Mahomva, on the following day, responded to the letter saying they had not given NatPharm the green light to sign the contract.

Acting on the contract, Drax International LLC is said to have supplied 3 740 pieces of coverall protection, CatIII type 6B worth US$336 600, 5 040 N95 masks worth US$141 120 and 15 000 pieces of SARS COV2 test kits for US$510 000.

In another case where Sifeku is appearing on her own, the State had it that sometime in March 2019, Minister Moyo was approached by Nguwaya with a letter of interest to supply the country with medicines through a US$15 million loan facility.

Moyo is said to have referred the letter to the former permanent secretary  Gerald Gwinji.

On April 11, 2019, Gwinji is said to have written to Sifeku recommending NatPharm to work with 65 product lines of medicines worth US$9.4 million and negotiate the prices downwards.

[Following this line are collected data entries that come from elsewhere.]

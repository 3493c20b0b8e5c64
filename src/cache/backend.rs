//! Cache Backend Module
//!
//! The two faces of the cache store used by the rest of the service: a plain
//! get/set/delete interface and an administrative statistics interface.

use std::sync::Arc;

use async_trait::async_trait;
use tokio::sync::RwLock;

use crate::cache::CacheStore;
use crate::error::Result;

/// Key-value operations against the cache store.
#[async_trait]
pub trait CacheBackend: Send + Sync {
    /// Returns the live value for `key`, if any.
    async fn get(&self, key: &str) -> Result<Option<String>>;

    /// Stores `value` under `key` for `ttl` seconds.
    async fn set(&self, key: &str, value: String, ttl: u64) -> Result<()>;

    /// Removes `key`. Returns whether it existed; absence is not an error.
    async fn delete(&self, key: &str) -> Result<bool>;
}

/// Administrative access to the cache server's counters.
#[async_trait]
pub trait StatsSource: Send + Sync {
    /// Returns the raw reply to `INFO <section>`.
    async fn info(&self, section: &str) -> Result<String>;
}

// == Shared Cache ==
/// Handle to the in-process cache store, cloneable across handlers and tasks.
#[derive(Debug, Clone)]
pub struct SharedCache {
    inner: Arc<RwLock<CacheStore>>,
}

impl SharedCache {
    pub fn new(store: CacheStore) -> Self {
        Self {
            inner: Arc::new(RwLock::new(store)),
        }
    }

    /// Direct access to the underlying store, for the cleanup task.
    pub fn store(&self) -> Arc<RwLock<CacheStore>> {
        Arc::clone(&self.inner)
    }
}

#[async_trait]
impl CacheBackend for SharedCache {
    async fn get(&self, key: &str) -> Result<Option<String>> {
        // Write lock: lookups update recency and counters.
        Ok(self.inner.write().await.get(key))
    }

    async fn set(&self, key: &str, value: String, ttl: u64) -> Result<()> {
        self.inner.write().await.set(key.to_string(), value, Some(ttl))
    }

    async fn delete(&self, key: &str) -> Result<bool> {
        Ok(self.inner.write().await.delete(key))
    }
}

#[async_trait]
impl StatsSource for SharedCache {
    async fn info(&self, section: &str) -> Result<String> {
        self.inner.read().await.info(section)
    }
}
//! Redis Cache Module
//!
//! Networked cache store: the same key-value and `INFO` interfaces, served by
//! an external Redis server through a reconnecting connection manager.

use async_trait::async_trait;
use redis::aio::ConnectionManager;
use redis::{AsyncCommands, Client, RedisError};
use tracing::info;

use crate::cache::{CacheBackend, StatsSource};
use crate::error::{AppError, Result};

impl From<RedisError> for AppError {
    fn from(err: RedisError) -> Self {
        AppError::Cache(err.to_string())
    }
}

/// Cache backend and statistics source backed by a Redis server.
///
/// Clones share one multiplexed connection.
#[derive(Clone)]
pub struct RedisCache {
    connection: ConnectionManager,
}

impl RedisCache {
    /// Opens a managed connection to the server at `url`
    /// (e.g. `redis://127.0.0.1:6379/0`).
    pub async fn connect(url: &str) -> Result<Self> {
        let client = Client::open(url)?;
        let connection = ConnectionManager::new(client).await?;
        info!("Connected to Redis cache server");

        Ok(Self { connection })
    }
}

#[async_trait]
impl CacheBackend for RedisCache {
    async fn get(&self, key: &str) -> Result<Option<String>> {
        let mut conn = self.connection.clone();
        let value: Option<String> = conn.get(key).await?;
        Ok(value)
    }

    async fn set(&self, key: &str, value: String, ttl: u64) -> Result<()> {
        let mut conn = self.connection.clone();
        // SET EX rejects 0; a zero TTL means the entry is already gone.
        if ttl == 0 {
            let _: i64 = conn.del(key).await?;
            return Ok(());
        }
        let _: () = conn.set_ex(key, value, ttl).await?;
        Ok(())
    }

    async fn delete(&self, key: &str) -> Result<bool> {
        let mut conn = self.connection.clone();
        let removed: i64 = conn.del(key).await?;
        Ok(removed > 0)
    }
}

#[async_trait]
impl StatsSource for RedisCache {
    async fn info(&self, section: &str) -> Result<String> {
        let mut conn = self.connection.clone();
        let reply: String = redis::cmd("INFO")
            .arg(section)
            .query_async(&mut conn)
            .await?;
        Ok(reply)
    }
}

#[cfg(test)]
mod tests {
    use super::*;

    #[tokio::test]
    async fn test_connect_rejects_malformed_url() {
        let result = RedisCache::connect("not a redis url").await;

        match result {
            Err(AppError::Cache(msg)) => assert!(!msg.is_empty()),
            Err(other) => panic!("expected cache error, got {:?}", other),
            Ok(_) => panic!("malformed url should not connect"),
        }
    }

    #[tokio::test]
    async fn test_connect_rejects_unknown_scheme() {
        assert!(matches!(
            RedisCache::connect("http://127.0.0.1:6379").await,
            Err(AppError::Cache(_))
        ));
    }

    #[test]
    fn test_redis_error_maps_to_cache_error() {
        let err = RedisError::from((redis::ErrorKind::IoError, "Connection refused"));

        let mapped = AppError::from(err);

        assert!(matches!(mapped, AppError::Cache(_)));
        assert!(mapped.to_string().starts_with("Cache error:"));
        assert!(mapped.to_string().contains("Connection refused"));
    }
}
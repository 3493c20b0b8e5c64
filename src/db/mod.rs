//! Persistence Module
//!
//! The system of record for property rows.

mod memory;

use async_trait::async_trait;

use crate::error::Result;
use crate::models::{NewProperty, Property};

pub use memory::InMemoryPropertyRepository;

/// Storage operations on property rows.
///
/// `all` returns rows in the store's natural order, ascending by id.
#[async_trait]
pub trait PropertyRepository: Send + Sync {
    /// Reads every row.
    async fn all(&self) -> Result<Vec<Property>>;

    /// Inserts a new row, assigning its id and creation time.
    async fn insert(&self, new: NewProperty) -> Result<Property>;

    /// Replaces the editable fields of row `id`. Fails with `NotFound`.
    async fn update(&self, id: u64, changes: NewProperty) -> Result<Property>;

    /// Removes row `id` and returns it. Fails with `NotFound`.
    async fn remove(&self, id: u64) -> Result<Property>;
}
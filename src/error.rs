//! Error types for the listing service
//!
//! Provides unified error handling using thiserror.

use axum::{
    http::StatusCode,
    response::{IntoResponse, Response},
    Json,
};
use serde_json::json;
use thiserror::Error;

// == App Error Enum ==
/// Unified error type for the listing service.
#[derive(Error, Debug)]
pub enum AppError {
    /// The cache store rejected or failed an operation
    #[error("Cache error: {0}")]
    Cache(String),

    /// The persistence store failed an operation
    #[error("Persistence error: {0}")]
    Persistence(String),

    /// A cached or submitted payload could not be (de)serialized
    #[error("Serialization error: {0}")]
    Serialization(#[from] serde_json::Error),

    /// Requested record does not exist
    #[error("Not found: {0}")]
    NotFound(String),

    /// Invalid request data
    #[error("Invalid request: {0}")]
    InvalidRequest(String),

    /// Internal server error
    #[error("Internal error: {0}")]
    Internal(String),
}

// == IntoResponse Implementation ==
impl IntoResponse for AppError {
    fn into_response(self) -> Response {
        let status = match &self {
            AppError::NotFound(_) => StatusCode::NOT_FOUND,
            AppError::InvalidRequest(_) => StatusCode::BAD_REQUEST,
            AppError::Cache(_)
            | AppError::Persistence(_)
            | AppError::Serialization(_)
            | AppError::Internal(_) => StatusCode::INTERNAL_SERVER_ERROR,
        };

        if status.is_server_error() {
            tracing::error!("Request failed: {}", self);
        }

        let body = Json(json!({
            "error": self.to_string()
        }));

        (status, body).into_response()
    }
}

// == Result Type Alias ==
/// Convenience Result type for the listing service.
pub type Result<T> = std::result::Result<T, AppError>;
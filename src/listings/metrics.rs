//! Hit/miss metrics derived from the cache server's `INFO stats` counters.

use std::collections::HashMap;

use serde::Serialize;
use tracing::{error, info};

use crate::cache::StatsSource;
use crate::error::{AppError, Result};

/// Point-in-time view of the cache server's cumulative lookup counters.
#[derive(Debug, Clone, PartialEq, Serialize)]
pub struct MetricsSnapshot {
    pub keyspace_hits: u64,
    pub keyspace_misses: u64,
    pub total_requests: u64,
    /// Hits as a percentage of all lookups, two decimals, 0 with no lookups
    pub hit_ratio: f64,
    #[serde(skip_serializing_if = "Option::is_none")]
    pub error: Option<String>,
}

impl MetricsSnapshot {
    pub fn from_counts(keyspace_hits: u64, keyspace_misses: u64) -> Self {
        let total_requests = keyspace_hits.saturating_add(keyspace_misses);
        let hit_ratio = if total_requests == 0 {
            0.0
        } else {
            round2(keyspace_hits as f64 / total_requests as f64 * 100.0)
        };

        Self {
            keyspace_hits,
            keyspace_misses,
            total_requests,
            hit_ratio,
            error: None,
        }
    }

    /// Zeroed snapshot carrying the reason the counters could not be read.
    pub fn failed(reason: impl ToString) -> Self {
        Self {
            error: Some(reason.to_string()),
            ..Self::from_counts(0, 0)
        }
    }
}

fn round2(value: f64) -> f64 {
    (value * 100.0).round() / 100.0
}

/// Reads the cache server's counters and derives a snapshot.
///
/// Never fails: any error talking to the server or reading its reply is
/// logged and reported through the snapshot's `error` field instead.
pub async fn compute_cache_metrics(source: &dyn StatsSource) -> MetricsSnapshot {
    match read_counters(source).await {
        Ok((hits, misses)) => {
            let snapshot = MetricsSnapshot::from_counts(hits, misses);
            info!(
                "Cache metrics - hits: {}, misses: {}, hit ratio: {:.2}%",
                snapshot.keyspace_hits, snapshot.keyspace_misses, snapshot.hit_ratio
            );
            snapshot
        }
        Err(err) => {
            error!("Error retrieving cache metrics: {}", err);
            MetricsSnapshot::failed(err)
        }
    }
}

async fn read_counters(source: &dyn StatsSource) -> Result<(u64, u64)> {
    let reply = source.info("stats").await?;
    let fields = parse_info(&reply);
    Ok((
        counter(&fields, "keyspace_hits")?,
        counter(&fields, "keyspace_misses")?,
    ))
}

/// Splits an `INFO` reply into its `name:value` fields.
///
/// Section headers (`# Stats`), blank lines and lines without a colon are
/// skipped.
pub fn parse_info(reply: &str) -> HashMap<&str, &str> {
    reply
        .lines()
        .map(str::trim)
        .filter(|line| !line.is_empty() && !line.starts_with('#'))
        .filter_map(|line| line.split_once(':'))
        .map(|(name, value)| (name.trim(), value.trim()))
        .collect()
}

/// Absent counters read as zero; present ones must be non-negative integers.
fn counter(fields: &HashMap<&str, &str>, name: &str) -> Result<u64> {
    match fields.get(name) {
        None => Ok(0),
        Some(raw) => raw.parse().map_err(|_| {
            AppError::Cache(format!("invalid value for {}: '{}'", name, raw))
        }),
    }
}
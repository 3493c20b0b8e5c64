//! API Handlers
//!
//! HTTP request handlers for the listing service endpoints.

use std::sync::Arc;

use axum::{
    extract::{Path, State},
    http::StatusCode,
    Json,
};

use crate::cache::{CacheBackend, CacheStore, RedisCache, SharedCache, StatsSource};
use crate::config::Config;
use crate::db::{InMemoryPropertyRepository, PropertyRepository};
use crate::error::{AppError, Result};
use crate::events::{CacheInvalidator, PropertyService};
use crate::listings::{compute_cache_metrics, MetricsSnapshot, PropertyCache};
use crate::models::{HealthResponse, NewProperty, PropertyJson, PropertyListResponse};

/// Application state shared across all handlers.
#[derive(Clone)]
pub struct AppState {
    /// Cache store holding the listing and whole responses
    pub cache: Arc<dyn CacheBackend>,
    /// The in-process store, when that is the cache; swept by the cleanup task
    pub local_store: Option<SharedCache>,
    /// Cached listing reads
    pub listing: Arc<PropertyCache>,
    /// Property writes, with cache invalidation wired in
    pub properties: Arc<PropertyService>,
    /// Statistics interface of the cache server
    pub stats: Arc<dyn StatsSource>,
    /// Log a metrics snapshot on every list render
    pub log_metrics_on_list: bool,
}

impl AppState {
    /// Wires the listing cache, write path and invalidation listener around
    /// one in-process cache store and one repository.
    pub fn new(store: CacheStore, repo: Arc<dyn PropertyRepository>) -> Self {
        let local = SharedCache::new(store);
        let mut state = Self::with_backend(
            Arc::new(local.clone()),
            Arc::new(local.clone()),
            repo,
        );
        state.local_store = Some(local);
        state
    }

    /// Same wiring around any cache server, given its key-value and
    /// statistics interfaces.
    pub fn with_backend(
        cache: Arc<dyn CacheBackend>,
        stats: Arc<dyn StatsSource>,
        repo: Arc<dyn PropertyRepository>,
    ) -> Self {
        let listing = Arc::new(PropertyCache::new(cache.clone(), repo.clone()));
        let properties = PropertyService::new(repo)
            .subscribe(Arc::new(CacheInvalidator::new(listing.clone())));

        Self {
            cache,
            local_store: None,
            listing,
            properties: Arc::new(properties),
            stats,
            log_metrics_on_list: true,
        }
    }

    /// Creates a new AppState from configuration, backed by an empty
    /// in-memory property table.
    ///
    /// Connects to `REDIS_URL` when set; otherwise the cache store runs
    /// in-process.
    pub async fn from_config(config: &Config) -> Result<Self> {
        let repo = Arc::new(InMemoryPropertyRepository::new());
        let mut state = match &config.redis_url {
            Some(url) => {
                let redis = RedisCache::connect(url).await?;
                Self::with_backend(Arc::new(redis.clone()), Arc::new(redis), repo)
            }
            None => {
                let store = CacheStore::new(config.max_entries, config.default_ttl)
                    .with_max_value_size(config.max_value_size);
                Self::new(store, repo)
            }
        };
        state.log_metrics_on_list = config.log_metrics_on_list;
        Ok(state)
    }

    /// Replaces the statistics interface metrics are read from.
    pub fn with_stats_source(mut self, stats: Arc<dyn StatsSource>) -> Self {
        self.stats = stats;
        self
    }
}

/// Handler for GET /properties
///
/// Returns every property. Runs behind the response cache, so this body only
/// executes when the whole response is not cached.
pub async fn list_properties(State(state): State<AppState>) -> Result<Json<PropertyListResponse>> {
    let properties = state.listing.all_properties().await?;

    if state.log_metrics_on_list {
        // Logged inside; the snapshot itself is not part of the response.
        compute_cache_metrics(state.stats.as_ref()).await;
    }

    Ok(Json(PropertyListResponse::new(&properties)))
}

/// Handler for GET /cache-metrics
///
/// Always 200; failures show up in the snapshot's `error` field.
pub async fn cache_metrics(State(state): State<AppState>) -> Json<MetricsSnapshot> {
    Json(compute_cache_metrics(state.stats.as_ref()).await)
}

/// Handler for POST /properties
pub async fn create_property(
    State(state): State<AppState>,
    Json(req): Json<NewProperty>,
) -> Result<(StatusCode, Json<PropertyJson>)> {
    if let Some(error_msg) = req.validate() {
        return Err(AppError::InvalidRequest(error_msg));
    }

    let property = state.properties.create(req).await?;
    Ok((StatusCode::CREATED, Json(PropertyJson::from(&property))))
}

/// Handler for PUT /properties/:id
pub async fn update_property(
    State(state): State<AppState>,
    Path(id): Path<u64>,
    Json(req): Json<NewProperty>,
) -> Result<Json<PropertyJson>> {
    if let Some(error_msg) = req.validate() {
        return Err(AppError::InvalidRequest(error_msg));
    }

    let property = state.properties.update(id, req).await?;
    Ok(Json(PropertyJson::from(&property)))
}

/// Handler for DELETE /properties/:id
pub async fn delete_property(
    State(state): State<AppState>,
    Path(id): Path<u64>,
) -> Result<Json<PropertyJson>> {
    let property = state.properties.delete(id).await?;
    Ok(Json(PropertyJson::from(&property)))
}

/// Handler for GET /health
pub async fn health_handler() -> Json<HealthResponse> {
    Json(HealthResponse::healthy())
}
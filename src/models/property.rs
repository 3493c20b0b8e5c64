//! Property record and its write payload.

use std::fmt;
use std::str::FromStr;

use chrono::{DateTime, Utc};
use serde::{de, Deserialize, Deserializer, Serialize, Serializer};

/// Maximum title and location length in characters
pub const MAX_TEXT_FIELD: usize = 200;

// == Price ==
/// Non-negative amount with exactly two decimal places, held in minor units.
///
/// Serializes as a string (`"100.50"`) so no precision is lost in JSON.
#[derive(Debug, Clone, Copy, PartialEq, Eq, PartialOrd, Ord, Default)]
pub struct Price {
    cents: u64,
}

impl Price {
    pub fn from_cents(cents: u64) -> Self {
        Self { cents }
    }

    pub fn cents(&self) -> u64 {
        self.cents
    }
}

impl fmt::Display for Price {
    fn fmt(&self, f: &mut fmt::Formatter<'_>) -> fmt::Result {
        write!(f, "{}.{:02}", self.cents / 100, self.cents % 100)
    }
}

/// Error for a price string that is not a non-negative two-place decimal.
#[derive(Debug, Clone, PartialEq, Eq)]
pub struct ParsePriceError(String);

impl fmt::Display for ParsePriceError {
    fn fmt(&self, f: &mut fmt::Formatter<'_>) -> fmt::Result {
        write!(f, "invalid price '{}'", self.0)
    }
}

impl std::error::Error for ParsePriceError {}

impl FromStr for Price {
    type Err = ParsePriceError;

    fn from_str(s: &str) -> Result<Self, Self::Err> {
        let err = || ParsePriceError(s.to_string());
        let (whole, frac) = s.trim().split_once('.').unwrap_or((s.trim(), ""));

        if whole.is_empty() || frac.len() > 2 {
            return Err(err());
        }
        if !whole.bytes().all(|b| b.is_ascii_digit()) || !frac.bytes().all(|b| b.is_ascii_digit()) {
            return Err(err());
        }

        let whole: u64 = whole.parse().map_err(|_| err())?;
        let frac: u64 = match frac.len() {
            0 => 0,
            1 => frac.parse::<u64>().map_err(|_| err())? * 10,
            _ => frac.parse().map_err(|_| err())?,
        };

        whole
            .checked_mul(100)
            .and_then(|c| c.checked_add(frac))
            .map(Price::from_cents)
            .ok_or_else(err)
    }
}

impl Serialize for Price {
    fn serialize<S: Serializer>(&self, serializer: S) -> Result<S::Ok, S::Error> {
        serializer.collect_str(self)
    }
}

impl<'de> Deserialize<'de> for Price {
    fn deserialize<D: Deserializer<'de>>(deserializer: D) -> Result<Self, D::Error> {
        struct PriceVisitor;

        impl de::Visitor<'_> for PriceVisitor {
            type Value = Price;

            fn expecting(&self, f: &mut fmt::Formatter<'_>) -> fmt::Result {
                f.write_str("a non-negative decimal with at most two places")
            }

            fn visit_str<E: de::Error>(self, v: &str) -> Result<Price, E> {
                v.parse().map_err(E::custom)
            }

            fn visit_u64<E: de::Error>(self, v: u64) -> Result<Price, E> {
                v.checked_mul(100)
                    .map(Price::from_cents)
                    .ok_or_else(|| E::custom("price out of range"))
            }

            fn visit_i64<E: de::Error>(self, v: i64) -> Result<Price, E> {
                u64::try_from(v)
                    .map_err(|_| E::custom("price must not be negative"))
                    .and_then(|v| self.visit_u64(v))
            }

            fn visit_f64<E: de::Error>(self, v: f64) -> Result<Price, E> {
                if !v.is_finite() {
                    return Err(E::custom("price must be finite"));
                }
                self.visit_str(&v.to_string())
            }
        }

        deserializer.deserialize_any(PriceVisitor)
    }
}

// == Property ==
/// A listing row as held by the persistence store.
#[derive(Debug, Clone, PartialEq, Serialize, Deserialize)]
pub struct Property {
    pub id: u64,
    pub title: String,
    pub description: String,
    pub price: Price,
    pub location: String,
    pub created_at: DateTime<Utc>,
}

// == New Property ==
/// Request body for creating or replacing a property.
#[derive(Debug, Clone, Deserialize)]
pub struct NewProperty {
    pub title: String,
    #[serde(default)]
    pub description: String,
    pub price: Price,
    pub location: String,
}

impl NewProperty {
    /// Validates the request data
    ///
    /// Returns an error message if validation fails, None if valid.
    pub fn validate(&self) -> Option<String> {
        if self.title.trim().is_empty() {
            return Some("Title cannot be empty".to_string());
        }
        if self.title.chars().count() > MAX_TEXT_FIELD {
            return Some(format!(
                "Title exceeds maximum length of {} characters",
                MAX_TEXT_FIELD
            ));
        }
        if self.location.chars().count() > MAX_TEXT_FIELD {
            return Some(format!(
                "Location exceeds maximum length of {} characters",
                MAX_TEXT_FIELD
            ));
        }
        None
    }
}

In the same letter, NatPharm was directed to come up with comparative international prices for the products and apply for necessary waiver from the Procurement Regulatory Authority of Zimbabwe.

Sifeku, without drawing the comparative international price schedule and waiting for due vetting process for PAPI Pharma, allegedly went on to sign the agreement to supply medicines worth US$6 306 115.